*Records for this task*.
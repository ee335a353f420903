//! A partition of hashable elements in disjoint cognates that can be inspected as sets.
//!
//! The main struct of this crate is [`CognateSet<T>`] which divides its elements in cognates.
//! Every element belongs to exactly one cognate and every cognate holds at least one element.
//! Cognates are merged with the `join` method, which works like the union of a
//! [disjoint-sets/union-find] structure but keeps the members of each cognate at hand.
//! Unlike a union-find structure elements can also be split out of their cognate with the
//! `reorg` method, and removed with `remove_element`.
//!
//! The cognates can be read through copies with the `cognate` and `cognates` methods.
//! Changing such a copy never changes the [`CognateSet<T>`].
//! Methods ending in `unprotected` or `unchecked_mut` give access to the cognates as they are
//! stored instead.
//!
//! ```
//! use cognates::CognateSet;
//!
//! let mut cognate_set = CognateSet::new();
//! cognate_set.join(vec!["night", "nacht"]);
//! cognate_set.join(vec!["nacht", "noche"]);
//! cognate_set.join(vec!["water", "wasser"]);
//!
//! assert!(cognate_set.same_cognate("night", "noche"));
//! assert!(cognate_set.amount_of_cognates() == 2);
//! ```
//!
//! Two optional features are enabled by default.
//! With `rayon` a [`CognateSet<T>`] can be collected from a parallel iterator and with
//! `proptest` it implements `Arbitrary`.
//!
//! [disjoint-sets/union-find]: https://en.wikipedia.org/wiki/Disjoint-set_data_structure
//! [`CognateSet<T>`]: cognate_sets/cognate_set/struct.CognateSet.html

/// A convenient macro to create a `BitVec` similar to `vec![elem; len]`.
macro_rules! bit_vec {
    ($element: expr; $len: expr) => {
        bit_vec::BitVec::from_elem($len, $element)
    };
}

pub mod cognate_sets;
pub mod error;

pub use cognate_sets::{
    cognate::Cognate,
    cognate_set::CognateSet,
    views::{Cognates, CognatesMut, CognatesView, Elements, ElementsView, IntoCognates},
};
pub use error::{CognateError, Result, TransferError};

*Your task*.
The stopping point is the line containing "the union of a". Reproduce exactly every line of the material from the first through that one.

*Exercise response*.
repository ee335a353f420903
//! A partition of hashable elements in disjoint cognates that can be inspected as sets.
//!
//! The main struct of this crate is [`CognateSet<T>`] which divides its elements in cognates.
//! Every element belongs to exactly one cognate and every cognate holds at least one element.
//! Cognates are merged with the `join` method, which works like the union of a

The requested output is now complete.